My position on this question is surely familiar to all my readers by now:
I find many conspiracy theories metaphorically accurate and enjoyable, even if I’m not persuaded, but I’ve counter-signaled the Great Reset approach because I think it makes a critical error. I work with a quasi-Burnhamian model of Western liberal democratic government. Crudely speaking, you have a political and economic elite at the top who struggle to set policy and to govern, but in general, their plans can only be implemented by the vast institutional apparatus beneath them. States act via their institutions. Policies that cannot properly engage the bureaucratic machinery may never be realized; in extreme cases, the bureaucrats can even nullify programs they don’t like. To implement policies, elites are most often reduced to indirect actions, i.e. efforts to shape the bureaucracy itself. Theories in the Great Reset genre imagine that the elite have seized control of the world under the pretense of Corona, and are somehow getting the bureaucratic machinery to dance to their tune. But I think all evidence shows it is the opposite. Corona represents a managerial or a bureaucratic coup, one in which the institutional apparatus, beginning with public health departments and extending outwards, has seized control over vast areas of public policy. The bureaucracy is powerful, and for the most part the elites have played along, although now and again they’ve tried to retake the reins. Schwab’s book, The Great Reset, was very much an attempt to pivot back towards elite-supported climate policies, for example.

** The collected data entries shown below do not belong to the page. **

//! CLI command definitions.
//!
//! This module defines all CLI commands and their arguments using clap.

use clap::{Parser, Subcommand};
use std::path::PathBuf;

/// Stratus - Declarative infrastructure provisioning.
#[derive(Parser, Debug)]
#[command(name = "stratus")]
#[command(author, version, about, long_about = None)]
#[command(propagate_version = true)]
pub struct Cli {
    /// Path to the configuration file.
    #[arg(short, long, global = true, env = "STRATUS_CONFIG")]
    pub config: Option<PathBuf>,

    /// Enable verbose output.
    #[arg(short, long, global = true)]
    pub verbose: bool,

    /// Output format (text, json).
    #[arg(long, global = true, default_value = "text")]
    pub output: OutputFormat,

    /// Subcommand to execute.
    #[command(subcommand)]
    pub command: Commands,
}

/// Available CLI commands.
#[derive(Subcommand, Debug)]
pub enum Commands {
    /// Initialize a new Stratus project.
    Init {
        /// Directory to initialize (defaults to current directory).
        #[arg(default_value = ".")]
        path: PathBuf,

        /// Force overwrite existing files.
        #[arg(short, long)]
        force: bool,
    },

    /// Validate the deployment configuration.
    Validate {
        /// Show all warnings, not just errors.
        #[arg(short, long)]
        warnings: bool,
    },

    /// Generate and display the provisioning plan.
    Plan {
        /// Show property-level diff information.
        #[arg(short, long)]
        detailed: bool,
    },

    /// Apply the provisioning plan.
    Apply {
        /// Skip confirmation prompt.
        #[arg(short, long)]
        yes: bool,
    },

    /// Tear down every provisioned resource.
    Destroy {
        /// Skip confirmation prompt.
        #[arg(short, long)]
        yes: bool,
    },

    /// Show the resource dependency graph.
    Graph,

    /// Show output attributes of provisioned resources.
    Outputs {
        /// Limit to a single resource by logical name.
        name: Option<String>,
    },

    /// Manage the state backend.
    State {
        /// State subcommand.
        #[command(subcommand)]
        command: StateCommands,
    },
}

/// State management subcommands.
#[derive(Subcommand, Debug)]
pub enum StateCommands {
    /// Show current state.
    Show,

    /// Lock the state.
    Lock {
        /// Lock holder identifier.
        #[arg(long)]
        holder: Option<String>,
    },

    /// Unlock the state.
    Unlock {
        /// Lock ID to unlock.
        #[arg(long)]
        lock_id: Option<String>,

        /// Force unlock (dangerous).
        #[arg(long)]
        force: bool,
    },
}

/// Output format options.
#[derive(Debug, Clone, Copy, Default, clap::ValueEnum)]
pub enum OutputFormat {
    /// Human-readable text output.
    #[default]
    Text,
    /// JSON output for scripting.
    Json,
}

impl Cli {
    /// Parses CLI arguments from the command line.
    #[must_use]
    pub fn parse_args() -> Self {
        Self::parse()
    }
}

Miller, for his part, offered counterpoints along these lines:
The distinction between the elites and the managers, and the relationship between them, is the key political question of our era. To help frame this question we can propose two different extremes which both must be wrong: one the one hand, the notion that elites have total control; on the other hand, the idea that elites have no control whatsoever. In other words, elites have at least some control. The question is how much.
You correctly point out the existence of a giant bureaucratic machine subject to internal conditions, inertia and frictions that limit the extent to which it can simply be wielded. Nevertheless, this machinery can be directed and influenced. You suggest that the “key western actors” in the project of imposing the lockdowns “generally weren’t the kinds of people you’d identify as ‘elite’. They were rather scientists and bureaucrats.” It seems to me that the term ‘actor’ is well-chosen. In many cases, the pro-lockdown ‘scientists’ given media coverage or algorithmic assistance to advance their agendas were little more than men and women in white coats. Others were fraudsters and charlatans with invented credentials. Almost all of these ‘scientists’ were linked financially to specific transnational bodies including the World Health Organization, the Bill and Melinda Gates Foundation, GAVI, the Rockefeller Foundation, and the World Economic Forum. I think they were wheeled out to supply political cover. They were not the ones calling the shots.
If we are trying to generate a draw of map of global power we can also acknowledge the CCP, the Democratic Party, pharmaceutical companies, intelligence agencies, and various other enterprises. To the extent these bodies, or individuals within these bodies share overlapping interests, they can rapidly consolidate into conspiracies. But they can also plan and execute conspiracies. It seems to me this is what happened here.
Please pay im1776 a visit and read the whole thing. Here I just want to give vent to some broader thoughts on the question, as my evening train winds its way back south.
The urge to find some class of actors behind our formally acknowledged political structures is understandable. One has the impression that the most important things that happen to us—those which influence our day-to-day existence and our future the most—have their origins well beyond the world of traditional democratic politics. This is especially the case with the most vile and destructive policies. Absent mass media campaigns and other chicanery, it is hard to believe that any significant mass of people anywhere would have supported mass immigration, or wind turbines on every ridge, or mass vaccination—or that any reasonable political leader, acting in good faith, would’ve conceived of these crazy ideas in the first place. There is also the increasingly sad state of our politicians, who compare poorly to their predecessors from even twenty years ago. Why would the American Democratic Party field such candidates for office as Joe Biden and John Fetterman, if any of these men were actually supposed to govern anything?